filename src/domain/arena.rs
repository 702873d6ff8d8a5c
//! Arena-backed tree nodes that can be linked from several threads at once.
//!
//! Nodes live in a shared [`TreeArena`] and refer to each other by index, so the
//! cyclic parent <-> child relation never needs owning pointers. A [`TreeNode`] is
//! a cheap handle (arena + index) that gives access to one node's value, its child
//! set and its parent slot.

use std::fmt;
use std::hash::{Hash, Hasher};
use std::sync::Arc;

use generational_arena::{Arena, Index};
use indexmap::IndexSet;
use parking_lot::{Mutex, RwLock};
use tracing::instrument;

use crate::domain::error::{DomainError, TreeResult};

struct Slot<T> {
    value: Arc<T>,
    /// Swapped as a whole under the lock, never read-modify-written outside it.
    parent: Mutex<Option<Index>>,
    /// Insertion ordered, deduplicated by node identity.
    children: RwLock<IndexSet<Index>>,
}

struct Shared<T> {
    nodes: RwLock<Arena<Slot<T>>>,
}

/// Shared storage for every node of one or more trees.
///
/// Cloning the arena clones the handle, not the nodes. Nodes are never removed:
/// they go away together with the last handle to the arena.
pub struct TreeArena<T> {
    shared: Arc<Shared<T>>,
}

impl<T> Clone for TreeArena<T> {
    fn clone(&self) -> Self {
        Self {
            shared: Arc::clone(&self.shared),
        }
    }
}

impl<T> Default for TreeArena<T> {
    fn default() -> Self {
        Self::new()
    }
}

impl<T> fmt::Debug for TreeArena<T> {
    fn fmt(&self, f: &mut fmt::Formatter<'_>) -> fmt::Result {
        f.debug_struct("TreeArena").field("nodes", &self.len()).finish()
    }
}

impl<T> TreeArena<T> {
    pub fn new() -> Self {
        Self {
            shared: Arc::new(Shared {
                nodes: RwLock::new(Arena::new()),
            }),
        }
    }

    /// Stores `value` in a new parentless, childless node.
    #[instrument(level = "trace", skip_all)]
    pub fn create(&self, value: T) -> TreeNode<T> {
        let value = Arc::new(value);
        let index = self.shared.nodes.write().insert(Slot {
            value: Arc::clone(&value),
            parent: Mutex::new(None),
            children: RwLock::new(IndexSet::new()),
        });
        TreeNode {
            arena: self.clone(),
            index,
            value,
        }
    }

    pub fn len(&self) -> usize {
        self.shared.nodes.read().len()
    }

    pub fn is_empty(&self) -> bool {
        self.len() == 0
    }

    pub fn same_arena(&self, other: &TreeArena<T>) -> bool {
        Arc::ptr_eq(&self.shared, &other.shared)
    }

    /// Nodes without a parent, in creation order.
    pub fn roots(&self) -> Vec<TreeNode<T>> {
        let nodes = self.shared.nodes.read();
        nodes
            .iter()
            .filter(|(_, slot)| slot.parent.lock().is_none())
            .map(|(index, slot)| TreeNode {
                arena: self.clone(),
                index,
                value: Arc::clone(&slot.value),
            })
            .collect()
    }

    fn handle(&self, nodes: &Arena<Slot<T>>, index: Index) -> Option<TreeNode<T>> {
        nodes.get(index).map(|slot| TreeNode {
            arena: self.clone(),
            index,
            value: Arc::clone(&slot.value),
        })
    }
}

/// Outcome of [`TreeNode::claim_parent`].
#[derive(Debug)]
pub enum ParentClaim<T> {
    /// The slot was empty and now points at the requested parent.
    Claimed,
    /// The slot already pointed at the requested parent.
    AlreadyOwned,
    /// The slot points at some other node, which is returned.
    OwnedByOther(TreeNode<T>),
}

/// Handle to a node stored in a [`TreeArena`].
///
/// Two handles are equal when they address the same node of the same arena.
pub struct TreeNode<T> {
    arena: TreeArena<T>,
    index: Index,
    value: Arc<T>,
}

impl<T> Clone for TreeNode<T> {
    fn clone(&self) -> Self {
        Self {
            arena: self.arena.clone(),
            index: self.index,
            value: Arc::clone(&self.value),
        }
    }
}

impl<T> PartialEq for TreeNode<T> {
    fn eq(&self, other: &Self) -> bool {
        self.index == other.index && self.arena.same_arena(&other.arena)
    }
}

impl<T> Eq for TreeNode<T> {}

impl<T> Hash for TreeNode<T> {
    fn hash<H: Hasher>(&self, state: &mut H) {
        (Arc::as_ptr(&self.arena.shared) as usize).hash(state);
        self.index.hash(state);
    }
}

impl<T: fmt::Debug> fmt::Debug for TreeNode<T> {
    fn fmt(&self, f: &mut fmt::Formatter<'_>) -> fmt::Result {
        f.debug_struct("TreeNode")
            .field("id", &self.index)
            .field("value", &self.value)
            .finish()
    }
}

impl<T> TreeNode<T> {
    pub fn create(arena: &TreeArena<T>, value: T) -> Self {
        arena.create(value)
    }

    pub fn arena(&self) -> &TreeArena<T> {
        &self.arena
    }

    pub fn value(&self) -> &T {
        &self.value
    }

    /// Snapshot of the current children. Later inserts are not reflected.
    pub fn children(&self) -> Children<T> {
        let nodes = self.arena.shared.nodes.read();
        let children = match nodes.get(self.index) {
            Some(slot) => slot
                .children
                .read()
                .iter()
                .filter_map(|&index| self.arena.handle(&nodes, index))
                .collect(),
            None => Vec::new(),
        };
        Children { nodes: children }
    }

    /// Inserts `child` unless it is already present. Returns whether it was inserted.
    ///
    /// Only the child set changes; the child's parent slot is left alone.
    #[instrument(level = "trace", skip_all, fields(parent = ?self.index, child = ?child.index))]
    pub fn add_child(&self, child: &TreeNode<T>) -> TreeResult<bool> {
        self.check_same_arena(child, "child node")?;
        let nodes = self.arena.shared.nodes.read();
        let slot = nodes
            .get(self.index)
            .ok_or_else(|| DomainError::invalid_argument("node is not stored in its arena"))?;
        let inserted = slot.children.write().insert(child.index);
        Ok(inserted)
    }

    pub fn parent(&self) -> Option<TreeNode<T>> {
        let nodes = self.arena.shared.nodes.read();
        let slot = nodes.get(self.index)?;
        let parent = (*slot.parent.lock())?;
        self.arena.handle(&nodes, parent)
    }

    /// Replaces the parent slot and returns the previous parent.
    ///
    /// `None` turns the node into a root. The new parent's child set is not touched.
    #[instrument(level = "trace", skip_all, fields(node = ?self.index))]
    pub fn set_parent(&self, parent: Option<&TreeNode<T>>) -> TreeResult<Option<TreeNode<T>>> {
        if let Some(parent) = parent {
            self.check_same_arena(parent, "parent node")?;
        }
        let nodes = self.arena.shared.nodes.read();
        let slot = nodes
            .get(self.index)
            .ok_or_else(|| DomainError::invalid_argument("node is not stored in its arena"))?;
        let previous = std::mem::replace(&mut *slot.parent.lock(), parent.map(|p| p.index));
        Ok(previous.and_then(|index| self.arena.handle(&nodes, index)))
    }

    /// Sets the parent slot to `parent` only if it is empty, atomically.
    #[instrument(level = "trace", skip_all, fields(node = ?self.index, parent = ?parent.index))]
    pub fn claim_parent(&self, parent: &TreeNode<T>) -> TreeResult<ParentClaim<T>> {
        self.check_same_arena(parent, "parent node")?;
        let nodes = self.arena.shared.nodes.read();
        let slot = nodes
            .get(self.index)
            .ok_or_else(|| DomainError::invalid_argument("node is not stored in its arena"))?;
        let mut current = slot.parent.lock();
        match *current {
            None => {
                *current = Some(parent.index);
                Ok(ParentClaim::Claimed)
            }
            Some(index) if index == parent.index => Ok(ParentClaim::AlreadyOwned),
            Some(index) => self
                .arena
                .handle(&nodes, index)
                .map(ParentClaim::OwnedByOther)
                .ok_or_else(|| DomainError::illegal_state("parent slot points outside the arena")),
        }
    }

    pub fn is_root(&self) -> bool {
        let nodes = self.arena.shared.nodes.read();
        nodes
            .get(self.index)
            .map_or(true, |slot| slot.parent.lock().is_none())
    }

    pub fn is_leaf(&self) -> bool {
        let nodes = self.arena.shared.nodes.read();
        nodes
            .get(self.index)
            .map_or(true, |slot| slot.children.read().is_empty())
    }

    /// Whether `self` is `node` or lies on the parent chain above it.
    pub fn is_ancestor_of(&self, node: &TreeNode<T>) -> bool {
        let mut current = Some(node.clone());
        let mut steps = 0;
        let limit = self.arena.len();
        while let Some(n) = current {
            if &n == self {
                return true;
            }
            // a broken chain must not spin forever
            steps += 1;
            if steps > limit {
                return false;
            }
            current = n.parent();
        }
        false
    }

    /// Pre-order walk of this subtree, starting with `self`.
    pub fn descendants(&self) -> PreOrder<T> {
        PreOrder {
            stack: vec![self.clone()],
        }
    }

    /// Post-order walk of this subtree, ending with `self`.
    pub fn post_order(&self) -> PostOrder<T> {
        PostOrder {
            stack: vec![(self.clone(), false)],
        }
    }

    /// Height of the subtree; a lone node has depth 1.
    #[instrument(level = "trace", skip(self))]
    pub fn depth(&self) -> usize {
        let mut deepest = 0;
        let mut stack = vec![(self.clone(), 1)];
        while let Some((node, level)) = stack.pop() {
            deepest = deepest.max(level);
            stack.extend(node.children().into_iter().map(|child| (child, level + 1)));
        }
        deepest
    }

    #[instrument(level = "trace", skip(self))]
    pub fn leaves(&self) -> Vec<TreeNode<T>> {
        self.descendants().filter(|node| node.is_leaf()).collect()
    }

    fn check_same_arena(&self, other: &TreeNode<T>, what: &str) -> TreeResult<()> {
        if self.arena.same_arena(&other.arena) {
            Ok(())
        } else {
            Err(DomainError::invalid_argument(format!(
                "{what} belongs to a different arena"
            )))
        }
    }
}

/// Read-only snapshot of a node's children.
pub struct Children<T> {
    nodes: Vec<TreeNode<T>>,
}

impl<T> Children<T> {
    pub fn len(&self) -> usize {
        self.nodes.len()
    }

    pub fn is_empty(&self) -> bool {
        self.nodes.is_empty()
    }

    pub fn contains(&self, node: &TreeNode<T>) -> bool {
        self.nodes.contains(node)
    }

    pub fn iter(&self) -> std::slice::Iter<'_, TreeNode<T>> {
        self.nodes.iter()
    }
}

impl<T: fmt::Debug> fmt::Debug for Children<T> {
    fn fmt(&self, f: &mut fmt::Formatter<'_>) -> fmt::Result {
        f.debug_list().entries(self.nodes.iter()).finish()
    }
}

impl<T> IntoIterator for Children<T> {
    type Item = TreeNode<T>;
    type IntoIter = std::vec::IntoIter<TreeNode<T>>;

    fn into_iter(self) -> Self::IntoIter {
        self.nodes.into_iter()
    }
}

impl<'a, T> IntoIterator for &'a Children<T> {
    type Item = &'a TreeNode<T>;
    type IntoIter = std::slice::Iter<'a, TreeNode<T>>;

    fn into_iter(self) -> Self::IntoIter {
        self.nodes.iter()
    }
}

pub struct PreOrder<T> {
    stack: Vec<TreeNode<T>>,
}

impl<T> Iterator for PreOrder<T> {
    type Item = TreeNode<T>;

    fn next(&mut self) -> Option<Self::Item> {
        let current = self.stack.pop()?;
        // Push children in reverse order for left-to-right traversal
        let children: Vec<_> = current.children().into_iter().collect();
        self.stack.extend(children.into_iter().rev());
        Some(current)
    }
}

pub struct PostOrder<T> {
    stack: Vec<(TreeNode<T>, bool)>,
}

impl<T> Iterator for PostOrder<T> {
    type Item = TreeNode<T>;

    fn next(&mut self) -> Option<Self::Item> {
        while let Some((current, visited)) = self.stack.pop() {
            if visited {
                return Some(current);
            }
            let children: Vec<_> = current.children().into_iter().collect();
            self.stack.push((current, true));
            for child in children.into_iter().rev() {
                self.stack.push((child, false));
            }
        }
        None
    }
}
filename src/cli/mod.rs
//! CLI layer: argument parsing and command dispatch

pub mod args;
pub mod commands;
pub mod error;
pub mod output;

pub use args::{Cli, Commands};
pub use error::{CliError, CliResult};
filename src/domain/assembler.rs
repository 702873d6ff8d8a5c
//! Stack machine that turns a flat stream of element events into one rooted tag tree.

use indexmap::IndexMap;
use serde::{Deserialize, Serialize};
use tracing::{debug, instrument, trace, warn};

use crate::domain::builder::TagBuilder;
use crate::domain::error::{DomainError, TreeResult};
use crate::domain::kind::{HtmlTagKind, TagKind};
use crate::domain::tag::{Tag, TagArena};

/// Receiver of tokenizer events, delivered in document order.
pub trait EventSink {
    fn start_element(&mut self, name: &str, attributes: IndexMap<String, String>) -> TreeResult<()>;

    fn characters(&mut self, text: &str) -> TreeResult<()>;

    fn end_element(&mut self, name: &str) -> TreeResult<()>;
}

/// How repeated `characters` events for one element combine.
#[derive(Debug, Clone, Copy, Default, PartialEq, Eq, Serialize, Deserialize)]
#[serde(rename_all = "lowercase")]
pub enum TextMode {
    /// The last chunk wins.
    #[default]
    Replace,
    /// Chunks are concatenated.
    Append,
}

#[derive(Debug, Clone, PartialEq, Eq, Serialize, Deserialize)]
#[serde(default)]
pub struct AssemblerOptions {
    /// Refuse close events whose name resolves to a different kind than the open element.
    pub strict_end_tags: bool,
    /// Log element names that fall back to the default kind.
    pub log_unknown_tags: bool,
    pub text_mode: TextMode,
}

impl Default for AssemblerOptions {
    fn default() -> Self {
        Self {
            strict_end_tags: false,
            log_unknown_tags: true,
            text_mode: TextMode::Replace,
        }
    }
}

/// Rebuilds a tag tree from start/characters/end events.
///
/// Single threaded: one caller drives it in document order. Ids are handed out in
/// the order elements are opened, starting at 0. The first malformed event aborts
/// the assembly for good.
pub struct StackAssembler<K: TagKind = HtmlTagKind> {
    arena: TagArena<K>,
    stack: Vec<TagBuilder<K>>,
    root: Option<Tag<K>>,
    next_id: u64,
    aborted: bool,
    options: AssemblerOptions,
}

impl<K: TagKind> Default for StackAssembler<K> {
    fn default() -> Self {
        Self::new()
    }
}

impl<K: TagKind> StackAssembler<K> {
    pub fn new() -> Self {
        Self::with_options(AssemblerOptions::default())
    }

    pub fn with_options(options: AssemblerOptions) -> Self {
        Self::in_arena(TagArena::new(), options)
    }

    /// Assembles into an existing arena, e.g. to keep several documents together.
    pub fn in_arena(arena: TagArena<K>, options: AssemblerOptions) -> Self {
        Self {
            arena,
            stack: Vec::new(),
            root: None,
            next_id: 0,
            aborted: false,
            options,
        }
    }

    pub fn arena(&self) -> &TagArena<K> {
        &self.arena
    }

    /// Number of elements opened but not yet closed.
    pub fn open_elements(&self) -> usize {
        self.stack.len()
    }

    pub fn is_aborted(&self) -> bool {
        self.aborted
    }

    /// Ends the assembly and hands out the single root.
    #[instrument(level = "debug", skip(self))]
    pub fn finish(self) -> TreeResult<Tag<K>> {
        if self.aborted {
            return Err(DomainError::malformed("assembly was aborted by an earlier error"));
        }
        if !self.stack.is_empty() {
            let open: Vec<_> = self
                .stack
                .iter()
                .map(|b| b.kind().map_or("?", |k| k.name()))
                .collect();
            return Err(DomainError::malformed(format!(
                "event stream ended with {} unclosed element(s): {}",
                open.len(),
                open.join(" > ")
            )));
        }
        self.root
            .ok_or_else(|| DomainError::malformed("event stream contained no elements"))
    }

    fn check_live(&self) -> TreeResult<()> {
        if self.aborted {
            Err(DomainError::malformed("assembly was aborted by an earlier error"))
        } else {
            Ok(())
        }
    }

    fn abort<T>(&mut self, err: DomainError) -> TreeResult<T> {
        warn!(error = %err, "aborting assembly");
        self.aborted = true;
        self.stack.clear();
        self.root = None;
        Err(err)
    }

    fn resolve(&self, name: &str) -> K {
        match K::from_name(name) {
            Some(kind) => kind,
            None => {
                if self.options.log_unknown_tags {
                    debug!(name, "unknown tag name, using default kind");
                }
                K::DEFAULT
            }
        }
    }
}

impl<K: TagKind> EventSink for StackAssembler<K> {
    #[instrument(level = "trace", skip(self, attributes))]
    fn start_element(&mut self, name: &str, attributes: IndexMap<String, String>) -> TreeResult<()> {
        self.check_live()?;
        if let Some(root) = &self.root {
            let msg = format!("element <{name}> opened after the root {} was closed", root.label());
            return self.abort(DomainError::malformed(msg));
        }

        let kind = self.resolve(name);
        let id = self.next_id;
        self.next_id += 1;

        let mut builder = TagBuilder::new(&self.arena).of_type(kind).with_id(id);
        if !attributes.is_empty() {
            builder = builder.with_attributes(attributes);
        }
        self.stack.push(builder);
        Ok(())
    }

    #[instrument(level = "trace", skip(self, text), fields(len = text.len()))]
    fn characters(&mut self, text: &str) -> TreeResult<()> {
        self.check_live()?;
        let mode = self.options.text_mode;
        match self.stack.last_mut() {
            Some(top) => {
                match mode {
                    TextMode::Replace => top.set_text(Some(text.to_string())),
                    TextMode::Append => top.append_text(text),
                }
                Ok(())
            }
            None if text.trim().is_empty() => {
                trace!("ignoring whitespace outside of any element");
                Ok(())
            }
            None => self.abort(DomainError::malformed(format!(
                "text {text:?} outside of any element"
            ))),
        }
    }

    #[instrument(level = "trace", skip(self))]
    fn end_element(&mut self, name: &str) -> TreeResult<()> {
        self.check_live()?;
        let Some(builder) = self.stack.pop() else {
            return self.abort(DomainError::malformed(format!(
                "close of <{name}> without a matching open element"
            )));
        };

        if let Some(open) = builder.kind() {
            let closing = K::resolve(name);
            if closing != open {
                if self.options.strict_end_tags {
                    return self.abort(DomainError::malformed(format!(
                        "close of <{name}> does not match open <{}>",
                        open.name()
                    )));
                }
                warn!(name, open = open.name(), "close tag does not match open element");
            }
        }

        let tag = match builder.build() {
            Ok(tag) => tag,
            Err(err) => return self.abort(err),
        };

        match self.stack.last_mut() {
            Some(parent) => {
                if let Err(err) = parent.and_child(tag) {
                    return self.abort(err);
                }
            }
            None => {
                debug!(root = %tag.label(), "document root complete");
                self.root = Some(tag);
            }
        }
        Ok(())
    }
}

____

Only the number is wanted: how many lines above include the word "usize"?

■ **Output for this exercise**
5